• TO DO:
Scan the entries below. Return every line that includes "TcpListener".

___ EXTRACTED ENTRIES ___

//! Content-Type lookup by file extension.

pub fn content_type(extension: Option<&str>) -> &'static str {
    match extension {
        Some("html" | "htm") => "text/html; charset=utf-8",
        Some("css") => "text/css",
        Some("txt") => "text/plain; charset=utf-8",
        Some("js") => "application/javascript",
        Some("json") => "application/json",
        Some("png") => "image/png",
        Some("jpg" | "jpeg") => "image/jpeg",
        Some("gif") => "image/gif",
        Some("ico") => "image/x-icon",
        _ => "application/octet-stream",
    }
}
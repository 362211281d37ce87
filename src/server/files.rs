//! Static file lookup under a fixed root directory.

use std::path::PathBuf;

use tokio::fs;

/// Outcome of resolving a request path.
#[derive(Debug, PartialEq, Eq)]
pub enum Lookup {
    Found {
        content: Vec<u8>,
        content_type: &'static str,
    },
    NotFound,
}

#[derive(Debug, Clone)]
pub struct StaticFiles {
    root: PathBuf,
}

impl StaticFiles {
    pub fn new(root: impl Into<PathBuf>) -> Self {
        Self { root: root.into() }
    }

    /// Resolves `path` against the root and reads the file as bytes.
    ///
    /// `/` means `/index.html`. Directories and anything that resolves
    /// outside the root are `NotFound`.
    pub async fn lookup(&self, path: &str) -> Lookup {
        let path = if path == "/" { "/index.html" } else { path };
        let relative = path.trim_start_matches('/');

        let Ok(root) = fs::canonicalize(&self.root).await else {
            tracing::warn!(root = %self.root.display(), "serving root not found");
            return Lookup::NotFound;
        };
        let Ok(file) = fs::canonicalize(root.join(relative)).await else {
            return Lookup::NotFound;
        };

        if !file.starts_with(&root) {
            tracing::warn!(path, resolved = %file.display(), "path escapes serving root");
            return Lookup::NotFound;
        }

        match fs::metadata(&file).await {
            Ok(meta) if meta.is_file() => {}
            _ => return Lookup::NotFound,
        }

        match fs::read(&file).await {
            Ok(content) => Lookup::Found {
                content,
                content_type: crate::http::mime::content_type(
                    file.extension().and_then(|e| e.to_str()),
                ),
            },
            Err(e) => {
                tracing::error!(path, error = %e, "failed to read file");
                Lookup::NotFound
            }
        }
    }
}
//! Writes fetched bodies to local files.

use std::path::{Path, PathBuf};

/// Local file name for a request path: its last segment, or `index.html`
/// for `/` and other paths without one.
pub fn file_name_for(path: &str) -> &str {
    let path = path.split('?').next().unwrap_or_default();
    match path.rsplit('/').next() {
        Some("" | "." | "..") | None => "index.html",
        Some(name) => name,
    }
}

pub async fn save(dir: &Path, path: &str, body: &[u8]) -> std::io::Result<PathBuf> {
    let file = dir.join(file_name_for(path));
    tokio::fs::write(&file, body).await?;
    Ok(file)
}
use bytes::Bytes;

use crate::config::Target;

/// HTTP request methods understood by this crate.
///
/// Only `GET` is served; any other request line is ignored by the parser.
#[derive(Debug, Clone, Copy, PartialEq, Eq)]
pub enum Method {
    GET,
}

impl Method {
    /// Parses a method token (case-sensitive).
    ///
    /// ```
    /// # use keepalive::http::request::Method;
    /// assert_eq!(Method::from_str("GET"), Some(Method::GET));
    /// assert_eq!(Method::from_str("get"), None);
    /// ```
    #[allow(clippy::should_implement_trait)]
    pub fn from_str(s: &str) -> Option<Self> {
        match s {
            "GET" => Some(Method::GET),
            _ => None,
        }
    }

    pub fn as_str(&self) -> &'static str {
        match self {
            Method::GET => "GET",
        }
    }
}

/// Value of a `Connection` header.
#[derive(Debug, Clone, PartialEq, Eq)]
pub enum ConnectionDirective {
    KeepAlive,
    Close,
    Other(String),
}

impl ConnectionDirective {
    /// Header values are matched exactly; `Keep-Alive` is `Other`.
    pub fn parse(value: &str) -> Self {
        match value {
            "keep-alive" => ConnectionDirective::KeepAlive,
            "close" => ConnectionDirective::Close,
            other => ConnectionDirective::Other(other.to_string()),
        }
    }

    pub fn as_str(&self) -> &str {
        match self {
            ConnectionDirective::KeepAlive => "keep-alive",
            ConnectionDirective::Close => "close",
            ConnectionDirective::Other(v) => v,
        }
    }
}

/// The decoded header block of a request.
#[derive(Debug, Clone, PartialEq, Eq)]
pub struct RequestHead {
    /// The request method (always GET)
    pub method: Method,
    /// The request path (e.g., "/index.html")
    pub path: String,
    /// The `Connection` header, if sent
    pub connection: Option<ConnectionDirective>,
    /// Declared body length; 0 when absent
    pub content_length: usize,
}

impl RequestHead {
    /// A keep-alive GET with an empty body.
    pub fn get(path: impl Into<String>) -> Self {
        Self {
            method: Method::GET,
            path: path.into(),
            connection: Some(ConnectionDirective::KeepAlive),
            content_length: 0,
        }
    }

    /// Whether the client asked for the connection to be closed.
    pub fn wants_close(&self) -> bool {
        self.connection == Some(ConnectionDirective::Close)
    }

    /// Serializes the head for `target`.
    pub fn encode(&self, target: &Target) -> Vec<u8> {
        let mut buf = format!(
            "{} {} HTTP/1.1\r\nHost: {}\r\n",
            self.method.as_str(),
            self.path,
            target
        );
        if let Some(connection) = &self.connection {
            buf.push_str("Connection: ");
            buf.push_str(connection.as_str());
            buf.push_str("\r\n");
        }
        buf.push_str(&format!("Content-Length: {}\r\n\r\n", self.content_length));
        buf.into_bytes()
    }
}

/// A request head with its complete body.
#[derive(Debug, Clone)]
pub struct Request {
    pub head: RequestHead,
    pub body: Bytes,
}
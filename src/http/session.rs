use std::time::Duration;

use bytes::{Bytes, BytesMut};
use tokio::io::{AsyncRead, AsyncWrite, AsyncWriteExt};
use tokio::net::TcpStream;

use crate::config::Target;
use crate::http::framer::{self, MAX_HEADER_BYTES, RawMessage};
use crate::http::parser::{MessageHead, ParseError};
use crate::http::reader::{self, Disconnect};

/// Initial capacity of a connection buffer.
const BUFFER_CAPACITY: usize = 4096;

/// One transport plus the bytes read from it that no message has claimed yet.
///
/// The buffer lives exactly as long as the stream: a reconnect builds a new
/// session instead of clearing this one.
pub struct Session<S> {
    stream: S,
    buffer: BytesMut,
    idle_timeout: Option<Duration>,
}

/// Either side of a failed message read.
#[derive(Debug, thiserror::Error)]
pub enum ReadError {
    #[error(transparent)]
    Disconnect(#[from] Disconnect),
    #[error(transparent)]
    Parse(#[from] ParseError),
}

impl Session<TcpStream> {
    /// Opens a fresh connection to `target` (no read timeout).
    pub async fn connect(target: &Target) -> std::io::Result<Self> {
        let stream = TcpStream::connect(target.addr()).await?;
        Ok(Self::new(stream, None))
    }
}

impl<S> Session<S>
where
    S: AsyncRead + AsyncWrite + Unpin,
{
    pub fn new(stream: S, idle_timeout: Option<Duration>) -> Self {
        Self {
            stream,
            buffer: BytesMut::with_capacity(BUFFER_CAPACITY),
            idle_timeout,
        }
    }

    /// Bytes received but not yet framed into a message.
    pub fn buffered(&self) -> &[u8] {
        &self.buffer
    }

    /// Reads until a full header block is buffered and cuts it off.
    ///
    /// Gives up with [`ParseError::HeaderTooLarge`] once more than
    /// [`MAX_HEADER_BYTES`] arrive without a blank line.
    pub async fn read_header(&mut self) -> Result<Bytes, ReadError> {
        let framed = reader::read_until(
            &mut self.stream,
            &mut self.buffer,
            self.idle_timeout,
            |buf| framer::frame_header_within(buf, MAX_HEADER_BYTES),
        )
        .await?;
        Ok(framed?)
    }

    /// Reads until `content_length` body bytes are buffered and cuts them off.
    pub async fn read_body(&mut self, content_length: usize) -> Result<Bytes, Disconnect> {
        reader::read_until(
            &mut self.stream,
            &mut self.buffer,
            self.idle_timeout,
            |buf| framer::frame_body(buf, content_length),
        )
        .await
    }

    /// Frames one whole message; `content_length` reads the declared body
    /// length out of the header block.
    pub async fn read_raw<F>(&mut self, content_length: F) -> Result<RawMessage, ReadError>
    where
        F: FnOnce(&[u8]) -> Result<usize, ParseError>,
    {
        let header_block = self.read_header().await?;
        let len = content_length(&header_block)?;
        let body = self.read_body(len).await?;
        Ok(RawMessage { header_block, body })
    }

    /// Frames and decodes one whole message.
    ///
    /// The body is only awaited once the head has been decoded, so a head
    /// that fails to parse leaves its body bytes in the buffer.
    pub async fn read_message<H: MessageHead>(&mut self) -> Result<(H, Bytes), ReadError> {
        let raw = self
            .read_raw(|block| H::parse(block).map(|head| head.content_length()))
            .await?;
        let head = H::parse(&raw.header_block)?;
        Ok((head, raw.body))
    }

    pub async fn send(&mut self, bytes: &[u8]) -> std::io::Result<()> {
        self.stream.write_all(bytes).await?;
        self.stream.flush().await
    }

    pub fn stream_mut(&mut self) -> &mut S {
        &mut self.stream
    }

    pub async fn shutdown(mut self) -> std::io::Result<()> {
        self.stream.shutdown().await
    }
}
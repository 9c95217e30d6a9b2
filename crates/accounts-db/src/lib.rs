//! Database layer for the account service.
//!
//! Provides SQLite connection pooling (via `r2d2`), WAL-mode initialization
//! and embedded SQL migrations. The `accounts` table is created through the
//! versioned migrations managed by this crate.
//!
//! A pool is created once at startup and shared by every request handler.
//! Handlers check out a single connection per request; the guard returns it
//! to the pool when dropped.

mod migrations;
mod pool;

pub use migrations::{run_migrations, MigrationError};
pub use pool::{create_pool, DbPool, DbRuntimeSettings, PoolError};
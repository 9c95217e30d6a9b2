//! Error types for account operations.

/// Errors that can occur during account operations.
#[derive(Debug, thiserror::Error)]
pub enum AccountError {
    /// A required field is missing or a field is malformed.
    #[error("invalid account: {0}")]
    Validation(String),

    /// No account exists with the given identifier.
    #[error("account not found: {0}")]
    NotFound(i64),

    /// A database operation failed.
    #[error("account database error: {0}")]
    Database(#[from] rusqlite::Error),
}
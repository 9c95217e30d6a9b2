//! Account service binary.
//!
//! Starts an axum HTTP server with structured logging, database
//! initialization, and graceful shutdown on SIGTERM/SIGINT.

use accounts_server::{app, config, AppState};
use std::net::SocketAddr;
use tokio::net::TcpListener;
use tracing_subscriber::EnvFilter;

fn resolve_config_path() -> (Option<String>, &'static str) {
    if let Some(path) = std::env::args()
        .nth(1)
        .filter(|value| !value.trim().is_empty())
    {
        return (Some(path), "cli-arg");
    }

    if let Ok(path) = std::env::var("ACCOUNTS_CONFIG_PATH") {
        if !path.trim().is_empty() {
            return (Some(path), "env-var");
        }
    }

    (None, "default")
}

#[tokio::main]
async fn main() -> Result<(), Box<dyn std::error::Error>> {
    let (resolved_config_path, config_source) = resolve_config_path();
    let selected_config_path = resolved_config_path.as_deref().unwrap_or("config.toml");

    let config = config::load_config(Some(selected_config_path))?;

    let filter =
        EnvFilter::try_new(&config.logging.level).unwrap_or_else(|_| EnvFilter::new("info"));

    if config.logging.json {
        tracing_subscriber::fmt()
            .with_env_filter(filter)
            .json()
            .init();
    } else {
        tracing_subscriber::fmt().with_env_filter(filter).init();
    }

    tracing::info!(
        source = config_source,
        path = selected_config_path,
        "resolved startup configuration path"
    );

    let pool = accounts_db::create_pool(
        &config.database.path,
        config.database.runtime_settings(),
    )?;

    {
        let conn = pool.get()?;
        let applied = accounts_db::run_migrations(&conn)?;
        if applied > 0 {
            tracing::info!(count = applied, "applied database migrations");
        }
    }

    let app = app(AppState { pool });
    let addr = SocketAddr::new(config.server.host, config.server.port);

    tracing::info!(%addr, "starting account service");

    let listener = TcpListener::bind(addr).await?;

    axum::serve(listener, app)
        .with_graceful_shutdown(shutdown_signal())
        .await?;

    // The pool is dropped with the router, closing every connection.
    tracing::info!("account service shut down");
    Ok(())
}

/// Waits for a SIGINT (Ctrl+C) or SIGTERM signal for graceful shutdown.
async fn shutdown_signal() {
    let ctrl_c = async {
        if let Err(e) = tokio::signal::ctrl_c().await {
            tracing::error!("failed to install Ctrl+C handler: {}", e);
            std::future::pending::<()>().await;
        }
    };

    #[cfg(unix)]
    let terminate = async {
        match tokio::signal::unix::signal(tokio::signal::unix::SignalKind::terminate()) {
            Ok(mut signal) => {
                signal.recv().await;
            }
            Err(e) => {
                tracing::error!("failed to install SIGTERM handler: {}", e);
                std::future::pending::<()>().await;
            }
        }
    };

    #[cfg(not(unix))]
    let terminate = std::future::pending::<()>();

    tokio::select! {
        () = ctrl_c => { tracing::info!("received SIGINT, initiating graceful shutdown"); }
        () = terminate => { tracing::info!("received SIGTERM, initiating graceful shutdown"); }
    }
}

___

• WRITTEN SOLUTION:
use tokio::net::TcpListener;
    let listener = TcpListener::bind(addr).await?;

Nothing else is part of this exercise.